Tax Collection Becomes Harder When Ugandans Doubt Government Spending, Says URA

Tax Collection Becomes Harder When Ugandans Doubt Government Spending, Says URA

dantty.com

Revenue officials say taxpayers are increasingly questioning how their money is used, warning that public trust and accountability are becoming critical to Uganda's efforts to raise Shs40 trillion in taxes and finance its record Shs84.39 trillion budget.

KAMPALA — The Uganda Revenue Authority (URA) has acknowledged that public concerns over government spending are making tax collection more difficult, as taxpayers increasingly demand accountability for how their money is used before willingly complying with tax obligations.

Speaking during a post-budget dialogue in Kampala, URA Assistant Commissioner for Compliance Aggrey Kiziito said taxpayers have a legitimate expectation that government should spend public resources efficiently and deliver services that improve citizens' lives.

While taxation should not be viewed as a direct exchange where individuals expect personal benefits in return for every tax payment, Kiziito said government must demonstrate that revenues collected are being translated into tangible public goods and services.

“Government has a duty to provide public services and can only do that through mobilising revenue, and taxation is one of the key sources of revenue,” Kiziito said.

“So as Ugandans, it is our social responsibility to pay taxes. I want to thank those who have already done their duty and continue paying taxes compliantly and voluntarily.”

His remarks come as government begins implementing the Shs84.39 trillion budget for the 2026/27 financial year, the largest in Uganda's history, amid an aggressive push to increase domestic revenue mobilisation and reduce reliance on external financing.

Finance Minister Henry Musasizi last week unveiled the budget, which has grown from Shs72.37 trillion in the previous financial year. Government is targeting more than Shs45 trillion in domestic revenue, including roughly Shs40 trillion in tax collections, to finance the spending plan.

The budget is expected to fund priority investments in infrastructure, industrialisation, agriculture, healthcare, education, energy and security, while also positioning the country to benefit from anticipated commercial oil production. Government projects economic growth of more than 10 percent in the coming financial year.

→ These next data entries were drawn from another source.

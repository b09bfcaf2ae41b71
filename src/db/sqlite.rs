use crate::db::models::DbGoogleToken;
use crate::db::schema::SQLITE_INIT;
use crate::error::NexusError;
use crate::google_oauth::credentials::TokenGrant;
use chrono::{DateTime, SecondsFormat, Utc};
use sqlx::sqlite::{SqliteConnectOptions, SqlitePoolOptions, SqliteRow};
use sqlx::{Pool, Row, Sqlite};
use std::str::FromStr;

pub type SqlitePool = Pool<Sqlite>;

/// Open (creating if needed) the database and apply the bundled schema.
pub async fn connect(database_url: &str) -> Result<SqlitePool, NexusError> {
    let connect_opts = SqliteConnectOptions::from_str(database_url)?.create_if_missing(true);
    let pool = SqlitePoolOptions::new().connect_with(connect_opts).await?;
    init_schema(&pool).await?;
    Ok(pool)
}

/// Initialize the schema by executing the bundled DDL.
pub async fn init_schema(pool: &SqlitePool) -> Result<(), NexusError> {
    // sqlx::query runs one statement at a time
    for stmt in SQLITE_INIT.split(';') {
        let s = stmt.trim();
        if s.is_empty() {
            continue;
        }
        sqlx::query(s).execute(pool).await?;
    }
    Ok(())
}

/// Fixed-width UTC timestamp so TEXT comparison matches time order.
pub(crate) fn to_db_time(dt: DateTime<Utc>) -> String {
    dt.to_rfc3339_opts(SecondsFormat::Micros, true)
}

pub(crate) fn from_db_time(s: &str) -> Result<DateTime<Utc>, NexusError> {
    Ok(DateTime::parse_from_rfc3339(s)
        .map_err(|e| sqlx::Error::Decode(Box::new(e)))?
        .with_timezone(&Utc))
}

pub(crate) fn from_db_time_opt(s: Option<String>) -> Result<Option<DateTime<Utc>>, NexusError> {
    s.as_deref().map(from_db_time).transpose()
}

/// Access to the `google_tokens` table: at most one credential row per organization.
#[derive(Clone)]
pub struct TokenStorage {
    pool: SqlitePool,
}

const TOKEN_COLUMNS: &str = r#"organization_id, access_token, refresh_token, token_type,
    expires_at, scope, google_email, connected_by, refresh_count, last_refresh_at,
    created_at, updated_at"#;

impl TokenStorage {
    pub fn new(pool: SqlitePool) -> Self {
        Self { pool }
    }

    pub fn pool(&self) -> &SqlitePool {
        &self.pool
    }

    pub async fn find(&self, organization_id: &str) -> Result<Option<DbGoogleToken>, NexusError> {
        let row = sqlx::query(&format!(
            "SELECT {TOKEN_COLUMNS} FROM google_tokens WHERE organization_id = ?"
        ))
        .bind(organization_id)
        .fetch_optional(&self.pool)
        .await?;
        row.map(Self::row_to_model).transpose()
    }

    /// Store the result of an authorization-code exchange.
    /// An absent refresh token, scope or email keeps the previously stored value.
    pub async fn upsert_from_consent(
        &self,
        organization_id: &str,
        grant: &TokenGrant,
        google_email: Option<&str>,
        connected_by: Option<&str>,
    ) -> Result<(), NexusError> {
        let now = to_db_time(Utc::now());
        sqlx::query(
            r#"
            INSERT INTO google_tokens (
                organization_id, access_token, refresh_token, token_type, expires_at,
                scope, google_email, connected_by, refresh_count, last_refresh_at,
                created_at, updated_at
            ) VALUES (?, ?, ?, ?, ?, ?, ?, ?, 0, NULL, ?, ?)
            ON CONFLICT(organization_id) DO UPDATE SET
                access_token = excluded.access_token,
                refresh_token = COALESCE(excluded.refresh_token, google_tokens.refresh_token),
                token_type = excluded.token_type,
                expires_at = excluded.expires_at,
                scope = COALESCE(excluded.scope, google_tokens.scope),
                google_email = COALESCE(excluded.google_email, google_tokens.google_email),
                connected_by = COALESCE(excluded.connected_by, google_tokens.connected_by),
                updated_at = excluded.updated_at
            "#,
        )
        .bind(organization_id)
        .bind(&grant.access_token)
        .bind(&grant.refresh_token)
        .bind(&grant.token_type)
        .bind(grant.expires_at.map(to_db_time))
        .bind(&grant.scope)
        .bind(google_email)
        .bind(connected_by)
        .bind(&now)
        .bind(&now)
        .execute(&self.pool)
        .await?;
        Ok(())
    }

    /// Persist a successful refresh and bump the counters.
    /// Returns `false` when the row vanished in the meantime (explicit disconnect).
    pub async fn record_refresh(
        &self,
        organization_id: &str,
        grant: &TokenGrant,
    ) -> Result<bool, NexusError> {
        let now = to_db_time(Utc::now());
        let result = sqlx::query(
            r#"UPDATE google_tokens SET
                access_token = ?,
                refresh_token = COALESCE(?, refresh_token),
                token_type = ?,
                expires_at = ?,
                scope = COALESCE(?, scope),
                refresh_count = refresh_count + 1,
                last_refresh_at = ?,
                updated_at = ?
              WHERE organization_id = ?"#,
        )
        .bind(&grant.access_token)
        .bind(&grant.refresh_token)
        .bind(&grant.token_type)
        .bind(grant.expires_at.map(to_db_time))
        .bind(&grant.scope)
        .bind(&now)
        .bind(&now)
        .bind(organization_id)
        .execute(&self.pool)
        .await?;
        Ok(result.rows_affected() == 1)
    }

    /// Refreshable rows expiring at or before `deadline`, plus rows with no known expiry.
    pub async fn list_due(&self, deadline: DateTime<Utc>) -> Result<Vec<DbGoogleToken>, NexusError> {
        let rows = sqlx::query(&format!(
            r#"SELECT {TOKEN_COLUMNS} FROM google_tokens
               WHERE refresh_token IS NOT NULL
                 AND (expires_at IS NULL OR expires_at <= ?)
               ORDER BY expires_at"#
        ))
        .bind(to_db_time(deadline))
        .fetch_all(&self.pool)
        .await?;
        rows.into_iter().map(Self::row_to_model).collect()
    }

    /// Remove the organization's credential. Only explicit disconnect calls this.
    pub async fn delete(&self, organization_id: &str) -> Result<bool, NexusError> {
        let result = sqlx::query("DELETE FROM google_tokens WHERE organization_id = ?")
            .bind(organization_id)
            .execute(&self.pool)
            .await?;
        Ok(result.rows_affected() > 0)
    }

    fn row_to_model(row: SqliteRow) -> Result<DbGoogleToken, NexusError> {
        let expires_at: Option<String> = row.try_get("expires_at")?;
        let last_refresh_at: Option<String> = row.try_get("last_refresh_at")?;
        let created_at: String = row.try_get("created_at")?;
        let updated_at: String = row.try_get("updated_at")?;

        Ok(DbGoogleToken {
            organization_id: row.try_get("organization_id")?,
            access_token: row.try_get("access_token")?,
            refresh_token: row.try_get("refresh_token")?,
            token_type: row.try_get("token_type")?,
            expires_at: from_db_time_opt(expires_at)?,
            scope: row.try_get("scope")?,
            google_email: row.try_get("google_email")?,
            connected_by: row.try_get("connected_by")?,
            refresh_count: row.try_get("refresh_count")?,
            last_refresh_at: from_db_time_opt(last_refresh_at)?,
            created_at: from_db_time(&created_at)?,
            updated_at: from_db_time(&updated_at)?,
        })
    }
}

#[cfg(test)]
pub(crate) async fn memory_pool() -> SqlitePool {
    // one connection: every in-memory connection is its own database
    let pool = SqlitePoolOptions::new()
        .max_connections(1)
        .connect("sqlite::memory:")
        .await
        .expect("open in-memory sqlite");
    init_schema(&pool).await.expect("apply schema");
    pool
}

#[cfg(test)]
mod tests {
    use super::*;
    use chrono::Duration;

    fn grant(access: &str, refresh: Option<&str>, expires_in: i64) -> TokenGrant {
        TokenGrant {
            access_token: access.to_string(),
            refresh_token: refresh.map(str::to_string),
            token_type: "Bearer".to_string(),
            expires_at: Some(Utc::now() + Duration::seconds(expires_in)),
            scope: Some("openid email".to_string()),
        }
    }

    #[tokio::test]
    async fn consent_without_refresh_token_keeps_the_old_one() {
        let storage = TokenStorage::new(memory_pool().await);
        storage
            .upsert_from_consent("org-a", &grant("a1", Some("r1"), 3600), Some("admin@a.be"), None)
            .await
            .unwrap();
        storage
            .upsert_from_consent("org-a", &grant("a2", None, 3600), None, Some("user-1"))
            .await
            .unwrap();

        let row = storage.find("org-a").await.unwrap().unwrap();
        assert_eq!(row.access_token, "a2");
        assert_eq!(row.refresh_token.as_deref(), Some("r1"));
        assert_eq!(row.google_email.as_deref(), Some("admin@a.be"));
        assert_eq!(row.connected_by.as_deref(), Some("user-1"));
        assert_eq!(row.refresh_count, 0);
    }

    #[tokio::test]
    async fn record_refresh_bumps_counter_and_preserves_refresh_token() {
        let storage = TokenStorage::new(memory_pool().await);
        storage
            .upsert_from_consent("org-a", &grant("a1", Some("r1"), -60), None, None)
            .await
            .unwrap();

        assert!(storage.record_refresh("org-a", &grant("a2", None, 3600)).await.unwrap());

        let row = storage.find("org-a").await.unwrap().unwrap();
        assert_eq!(row.access_token, "a2");
        assert_eq!(row.refresh_token.as_deref(), Some("r1"));
        assert_eq!(row.refresh_count, 1);
        assert!(row.last_refresh_at.is_some());
        assert!(row.expires_at.unwrap() > Utc::now());
    }

    #[tokio::test]
    async fn record_refresh_on_missing_row_reports_false() {
        let storage = TokenStorage::new(memory_pool().await);
        assert!(!storage.record_refresh("ghost", &grant("a", None, 60)).await.unwrap());
        assert!(storage.find("ghost").await.unwrap().is_none());
    }

    #[tokio::test]
    async fn list_due_picks_expiring_and_unknown_expiry() {
        let storage = TokenStorage::new(memory_pool().await);
        storage
            .upsert_from_consent("soon", &grant("a", Some("r"), 120), None, None)
            .await
            .unwrap();
        storage
            .upsert_from_consent("later", &grant("a", Some("r"), 7200), None, None)
            .await
            .unwrap();
        storage
            .upsert_from_consent("no-refresh", &grant("a", None, 60), None, None)
            .await
            .unwrap();
        let mut unknown = grant("a", Some("r"), 0);
        unknown.expires_at = None;
        storage
            .upsert_from_consent("unknown", &unknown, None, None)
            .await
            .unwrap();

        let due = storage
            .list_due(Utc::now() + Duration::minutes(10))
            .await
            .unwrap();
        let mut ids: Vec<_> = due.into_iter().map(|r| r.organization_id).collect();
        ids.sort();
        assert_eq!(ids, vec!["soon".to_string(), "unknown".to_string()]);
    }

    #[tokio::test]
    async fn delete_removes_only_that_organization() {
        let storage = TokenStorage::new(memory_pool().await);
        storage
            .upsert_from_consent("org-a", &grant("a", Some("r"), 60), None, None)
            .await
            .unwrap();
        storage
            .upsert_from_consent("org-b", &grant("b", Some("r"), 60), None, None)
            .await
            .unwrap();
        assert!(storage.delete("org-a").await.unwrap());
        assert!(!storage.delete("org-a").await.unwrap());
        assert!(storage.find("org-b").await.unwrap().is_some());
    }
}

However, Kiziito admitted that taxpayer confidence remains a major challenge.

He said URA officials frequently encounter resistance from citizens and businesses who question whether their tax contributions are being used effectively, particularly amid recurring public concerns about corruption, wastage and inefficiencies in government expenditure.

“We take our very hard operations in some of our taxpayers resulting from the indiscretion of the expenditure side,” he said.

“When our taxpayers ask us for money, the question they ask is, ‘What is my money going to do?’”

The comments reflect a growing debate around the relationship between taxation and accountability in Uganda, where government is under increasing pressure to expand revenue collection while demonstrating value for money in public spending.

Kiziito welcomed government's renewed emphasis on expenditure efficiency and accountability, arguing that greater transparency would strengthen public confidence and improve voluntary tax compliance.

“Once government puts emphasis on the expenditure side, efficiency and accountability, Ugandans will be much more willing to contribute even more,” he said.

The concern comes at a time when public debt obligations are consuming a significant share of government resources. The 2026/27 budget allocates approximately Shs33.4 trillion to debt servicing, making it the single largest expenditure item and raising questions about the fiscal space available for service delivery and development projects.

Uganda's persistent tax challenge

Uganda continues to grapple with one of the lowest tax-to-GDP ratios in the region.

Current estimates place the country's tax-to-GDP ratio at between 13 and 14 percent, well below the East African Community target of 20 percent and lower than the Sub-Saharan African average.

Economists attribute the gap to Uganda's large informal economy, widespread subsistence agriculture, low household incomes and persistent tax evasion among some businesses and high-income earners.

Although URA has consistently improved revenue performance in recent years and frequently exceeded annual collection targets, experts argue that long-term sustainability will depend on broadening the tax base rather than increasing the burden on already compliant taxpayers.

To address the challenge, government has intensified efforts to digitise tax administration, expand the taxpayer register, improve compliance monitoring and formalise sectors of the economy that have historically remained outside the tax net.

Kiziito said achieving Uganda's long-term development ambitions would require both taxpayers and government to fulfil their respective responsibilities.

He argued that citizens must contribute through taxes, while government must ensure that resources are spent prudently and transparently.

“The country cannot develop and move out of low-income status unless we make a contribution and government spends the resources well,” he said.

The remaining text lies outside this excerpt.